Give again the lines of the data from its first line through the line with "pub enum SequencerError". Change nothing.

──────── DATA IN THIS EXERCISE ────────

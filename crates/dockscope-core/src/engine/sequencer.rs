use serde::Serialize;
use std::sync::{Arc, Mutex, MutexGuard, PoisonError};
use std::time::Duration;
use thiserror::Error;
use tokio::runtime::Handle;
use tokio::sync::watch;
use tokio::task::JoinHandle;
use tokio::time::{self, Instant, MissedTickBehavior};
use tracing::{debug, info, trace};

/// Auto-advance period used until a caller picks one.
pub const DEFAULT_INTERVAL_MS: u64 = 1000;

#[derive(Debug, Clone, PartialEq, Eq, Error)]
pub enum SequencerError {
    #[error("Pose index {index} is out of range ({max_poses} poses)")]
    IndexOutOfRange { index: usize, max_poses: usize },
    #[error("Auto-advance interval must be at least 1 ms")]
    InvalidInterval,
    #[error("Auto-advance requires a running tokio runtime")]
    NoRuntime,
}

/// Inputs to [`PoseSequencerState::apply`].
#[derive(Debug, Clone, Copy, PartialEq, Eq)]
pub enum SequencerEvent {
    SetMaxPoses(usize),
    Next,
    Prev,
    Jump(usize),
    Play(u64),
    Stop,
}

/// Which pose is active and whether auto-advance is on.
///
/// `current_index < max_poses` whenever `max_poses > 0`; with no poses the
/// index is 0.
#[derive(Debug, Clone, Copy, PartialEq, Eq, Serialize)]
#[serde(rename_all = "camelCase")]
pub struct PoseSequencerState {
    pub current_index: usize,
    pub max_poses: usize,
    pub playing: bool,
    pub interval_ms: u64,
}

impl Default for PoseSequencerState {
    fn default() -> Self {
        Self {
            current_index: 0,
            max_poses: 0,
            playing: false,
            interval_ms: DEFAULT_INTERVAL_MS,
        }
    }
}

impl PoseSequencerState {
    pub fn new(max_poses: usize) -> Self {
        Self {
            max_poses,
            ..Default::default()
        }
    }

    /// Applies one event. On error the state is left unchanged.
    pub fn apply(&mut self, event: SequencerEvent) -> Result<(), SequencerError> {
        match event {
            SequencerEvent::SetMaxPoses(n) => {
                self.max_poses = n;
                if self.current_index >= n {
                    self.current_index = n.saturating_sub(1);
                }
            }
            SequencerEvent::Next => {
                if self.max_poses > 0 {
                    self.current_index = (self.current_index + 1) % self.max_poses;
                }
            }
            SequencerEvent::Prev => {
                if self.max_poses > 0 {
                    self.current_index =
                        (self.current_index + self.max_poses - 1) % self.max_poses;
                }
            }
            SequencerEvent::Jump(index) => {
                if index >= self.max_poses {
                    return Err(SequencerError::IndexOutOfRange {
                        index,
                        max_poses: self.max_poses,
                    });
                }
                self.current_index = index;
            }
            SequencerEvent::Play(ms) => {
                if ms == 0 {
                    return Err(SequencerError::InvalidInterval);
                }
                self.playing = true;
                self.interval_ms = ms;
            }
            SequencerEvent::Stop => self.playing = false,
        }
        Ok(())
    }
}

#[derive(Debug)]
struct Shared {
    state: PoseSequencerState,
    /// Bumped on every play/stop; a timer task only ticks while it matches.
    generation: u64,
}

fn lock(shared: &Mutex<Shared>) -> MutexGuard<'_, Shared> {
    shared.lock().unwrap_or_else(PoisonError::into_inner)
}

/// Always notifies, even when the index is unchanged. Call with the state lock
/// held so notifications follow the order events were applied.
fn publish(tx: &watch::Sender<usize>, index: usize) {
    tx.send_replace(index);
}

/// Tracks the active pose and drives optional auto-advance on a tokio timer.
///
/// Dropping the sequencer cancels its timer task.
#[derive(Debug)]
pub struct PoseSequencer {
    shared: Arc<Mutex<Shared>>,
    index_tx: Arc<watch::Sender<usize>>,
    task: Option<JoinHandle<()>>,
}

impl PoseSequencer {
    pub fn new(max_poses: usize) -> Self {
        let (index_tx, _) = watch::channel(0);
        Self {
            shared: Arc::new(Mutex::new(Shared {
                state: PoseSequencerState::new(max_poses),
                generation: 0,
            })),
            index_tx: Arc::new(index_tx),
            task: None,
        }
    }

    /// A snapshot of the current state.
    pub fn state(&self) -> PoseSequencerState {
        lock(&self.shared).state
    }

    pub fn current_index(&self) -> usize {
        self.state().current_index
    }

    pub fn is_playing(&self) -> bool {
        self.state().playing
    }

    /// Receives the active index after every applied navigation event or
    /// auto-advance tick.
    pub fn subscribe(&self) -> watch::Receiver<usize> {
        self.index_tx.subscribe()
    }

    fn dispatch(&self, event: SequencerEvent) -> Result<usize, SequencerError> {
        let mut shared = lock(&self.shared);
        shared.state.apply(event)?;
        let index = shared.state.current_index;
        publish(&self.index_tx, index);
        Ok(index)
    }

    pub fn set_max_poses(&self, max_poses: usize) -> usize {
        self.dispatch(SequencerEvent::SetMaxPoses(max_poses))
            .unwrap_or_else(|_| self.current_index())
    }

    /// Advances cyclically; a no-op with zero poses.
    pub fn next(&self) -> usize {
        self.dispatch(SequencerEvent::Next)
            .unwrap_or_else(|_| self.current_index())
    }

    /// Steps back cyclically; a no-op with zero poses.
    pub fn prev(&self) -> usize {
        self.dispatch(SequencerEvent::Prev)
            .unwrap_or_else(|_| self.current_index())
    }

    /// # Errors
    ///
    /// Returns [`SequencerError::IndexOutOfRange`] unless `index < max_poses`.
    pub fn jump(&self, index: usize) -> Result<usize, SequencerError> {
        self.dispatch(SequencerEvent::Jump(index))
    }

    /// Starts advancing every `interval_ms`, replacing any running timer.
    ///
    /// The first advance happens one full interval after the call.
    ///
    /// # Errors
    ///
    /// * [`SequencerError::InvalidInterval`] if `interval_ms` is 0.
    /// * [`SequencerError::NoRuntime`] if called outside a tokio runtime.
    pub fn play(&mut self, interval_ms: u64) -> Result<(), SequencerError> {
        if interval_ms == 0 {
            return Err(SequencerError::InvalidInterval);
        }
        let handle = Handle::try_current().map_err(|_| SequencerError::NoRuntime)?;

        let generation = {
            let mut shared = lock(&self.shared);
            shared.state.apply(SequencerEvent::Play(interval_ms))?;
            shared.generation += 1;
            shared.generation
        };
        if let Some(previous) = self.task.take() {
            previous.abort();
        }

        let shared = Arc::clone(&self.shared);
        let index_tx = Arc::clone(&self.index_tx);
        let period = Duration::from_millis(interval_ms);
        self.task = Some(handle.spawn(async move {
            let mut ticker = time::interval_at(Instant::now() + period, period);
            ticker.set_missed_tick_behavior(MissedTickBehavior::Delay);
            loop {
                ticker.tick().await;
                let index = {
                    let mut guard = lock(&shared);
                    if guard.generation != generation || !guard.state.playing {
                        break;
                    }
                    // Next cannot fail.
                    let _ = guard.state.apply(SequencerEvent::Next);
                    publish(&index_tx, guard.state.current_index);
                    guard.state.current_index
                };
                trace!(index, "Auto-advanced pose.");
            }
            debug!(generation, "Auto-advance task finished.");
        }));

        info!(interval_ms, "Pose auto-advance started.");
        Ok(())
    }

    /// Stops auto-advance. No tick is applied after this returns.
    pub fn stop(&mut self) {
        {
            let mut shared = lock(&self.shared);
            // Stop cannot fail.
            let _ = shared.state.apply(SequencerEvent::Stop);
            shared.generation += 1;
        }
        if let Some(task) = self.task.take() {
            task.abort();
            info!("Pose auto-advance stopped.");
        }
    }
}

impl Drop for PoseSequencer {
    fn drop(&mut self) {
        lock(&self.shared).generation += 1;
        if let Some(task) = self.task.take() {
            task.abort();
        }
    }
}

#[cfg(test)]
mod tests {
    use super::*;

    #[test]
    fn next_cycles_back_to_start_after_max_poses_steps() {
        let mut state = PoseSequencerState::new(4);
        state.apply(SequencerEvent::Jump(2)).unwrap();
        for _ in 0..4 {
            state.apply(SequencerEvent::Next).unwrap();
        }
        assert_eq!(state.current_index, 2);
    }

    #[test]
    fn prev_wraps_from_first_to_last() {
        let mut state = PoseSequencerState::new(3);
        state.apply(SequencerEvent::Prev).unwrap();
        assert_eq!(state.current_index, 2);
    }

    #[test]
    fn navigation_is_noop_without_poses() {
        let mut state = PoseSequencerState::new(0);
        state.apply(SequencerEvent::Next).unwrap();
        state.apply(SequencerEvent::Prev).unwrap();
        assert_eq!(state.current_index, 0);
    }

    #[test]
    fn jump_out_of_range_leaves_state_unchanged() {
        let mut state = PoseSequencerState::new(3);
        state.apply(SequencerEvent::Jump(1)).unwrap();
        let before = state;

        assert_eq!(
            state.apply(SequencerEvent::Jump(3)),
            Err(SequencerError::IndexOutOfRange {
                index: 3,
                max_poses: 3
            })
        );
        assert_eq!(state, before);
    }

    #[test]
    fn shrinking_max_poses_clamps_index() {
        let mut state = PoseSequencerState::new(9);
        state.apply(SequencerEvent::Jump(8)).unwrap();
        state.apply(SequencerEvent::SetMaxPoses(5)).unwrap();
        assert_eq!(state.current_index, 4);
        state.apply(SequencerEvent::SetMaxPoses(0)).unwrap();
        assert_eq!(state.current_index, 0);
    }

    #[test]
    fn zero_interval_is_rejected() {
        let mut state = PoseSequencerState::new(2);
        assert_eq!(
            state.apply(SequencerEvent::Play(0)),
            Err(SequencerError::InvalidInterval)
        );
        assert!(!state.playing);
        assert_eq!(state.interval_ms, DEFAULT_INTERVAL_MS);
    }

    #[test]
    fn play_outside_runtime_fails_without_side_effects() {
        let mut sequencer = PoseSequencer::new(3);
        assert_eq!(sequencer.play(100), Err(SequencerError::NoRuntime));
        assert!(!sequencer.is_playing());
    }

    #[test]
    fn manual_navigation_without_runtime() {
        let sequencer = PoseSequencer::new(3);
        assert_eq!(sequencer.next(), 1);
        assert_eq!(sequencer.prev(), 0);
        assert_eq!(sequencer.jump(2), Ok(2));
        assert!(sequencer.jump(7).is_err());
        assert_eq!(sequencer.current_index(), 2);
        assert_eq!(sequencer.set_max_poses(2), 1);
    }

    #[tokio::test(start_paused = true)]
    async fn auto_advance_ticks_once_per_interval() {
        let mut sequencer = PoseSequencer::new(5);
        sequencer.play(100).unwrap();

        time::sleep(Duration::from_millis(350)).await;
        assert_eq!(sequencer.current_index(), 3);
        assert!(sequencer.is_playing());
        assert_eq!(sequencer.state().interval_ms, 100);
    }

    #[tokio::test(start_paused = true)]
    async fn stop_cancels_pending_ticks() {
        let mut sequencer = PoseSequencer::new(5);
        sequencer.play(100).unwrap();
        time::sleep(Duration::from_millis(150)).await;
        sequencer.stop();

        time::sleep(Duration::from_millis(1000)).await;
        assert_eq!(sequencer.current_index(), 1);
        assert!(!sequencer.is_playing());
    }

    #[tokio::test(start_paused = true)]
    async fn replaying_replaces_the_running_timer() {
        let mut sequencer = PoseSequencer::new(5);
        sequencer.play(100).unwrap();
        time::sleep(Duration::from_millis(50)).await;
        sequencer.play(1000).unwrap();

        time::sleep(Duration::from_millis(500)).await;
        assert_eq!(sequencer.current_index(), 0);
        time::sleep(Duration::from_millis(600)).await;
        assert_eq!(sequencer.current_index(), 1);
    }

    #[tokio::test(start_paused = true)]
    async fn subscribers_see_auto_advanced_index() {
        let mut sequencer = PoseSequencer::new(2);
        let mut rx = sequencer.subscribe();
        sequencer.play(250).unwrap();

        rx.changed().await.unwrap();
        assert_eq!(*rx.borrow(), 1);
        rx.changed().await.unwrap();
        assert_eq!(*rx.borrow(), 0);
    }

    #[tokio::test(start_paused = true)]
    async fn single_pose_ticks_still_notify_subscribers() {
        let mut sequencer = PoseSequencer::new(1);
        let mut rx = sequencer.subscribe();
        sequencer.play(100).unwrap();

        for _ in 0..3 {
            time::timeout(Duration::from_millis(150), rx.changed())
                .await
                .expect("tick should notify within one interval")
                .unwrap();
            assert_eq!(*rx.borrow_and_update(), 0);
        }
    }

    #[test]
    fn manual_navigation_publishes_latest_index() {
        let sequencer = PoseSequencer::new(4);
        let mut rx = sequencer.subscribe();

        sequencer.next();
        sequencer.next();
        sequencer.prev();
        assert!(rx.has_changed().unwrap());
        assert_eq!(*rx.borrow_and_update(), sequencer.current_index());

        sequencer.set_max_poses(4);
        assert!(rx.has_changed().unwrap());
        assert_eq!(*rx.borrow_and_update(), 1);
    }

    #[test]
    fn concurrent_navigation_leaves_channel_in_sync() {
        let sequencer = Arc::new(PoseSequencer::new(7));
        let rx = sequencer.subscribe();

        let workers: Vec<_> = (0..4)
            .map(|i| {
                let sequencer = Arc::clone(&sequencer);
                std::thread::spawn(move || {
                    for _ in 0..250 {
                        if i % 2 == 0 {
                            sequencer.next();
                        } else {
                            sequencer.prev();
                        }
                    }
                })
            })
            .collect();
        for worker in workers {
            worker.join().unwrap();
        }

        assert_eq!(*rx.borrow(), sequencer.current_index());
    }

    #[tokio::test(start_paused = true)]
    async fn dropping_the_sequencer_closes_the_channel() {
        let mut sequencer = PoseSequencer::new(2);
        let mut rx = sequencer.subscribe();
        sequencer.play(100).unwrap();
        drop(sequencer);

        assert!(rx.changed().await.is_err());
    }
}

────────

**RESPONSE AREA:**
filename crates/dockscope-core/src/engine/sequencer.rs
use serde::Serialize;
use std::sync::{Arc, Mutex, MutexGuard, PoisonError};
use std::time::Duration;
use thiserror::Error;
use tokio::runtime::Handle;
use tokio::sync::watch;
use tokio::task::JoinHandle;
use tokio::time::{self, Instant, MissedTickBehavior};
use tracing::{debug, info, trace};

/// Auto-advance period used until a caller picks one.
pub const DEFAULT_INTERVAL_MS: u64 = 1000;

#[derive(Debug, Clone, PartialEq, Eq, Error)]
pub enum SequencerError {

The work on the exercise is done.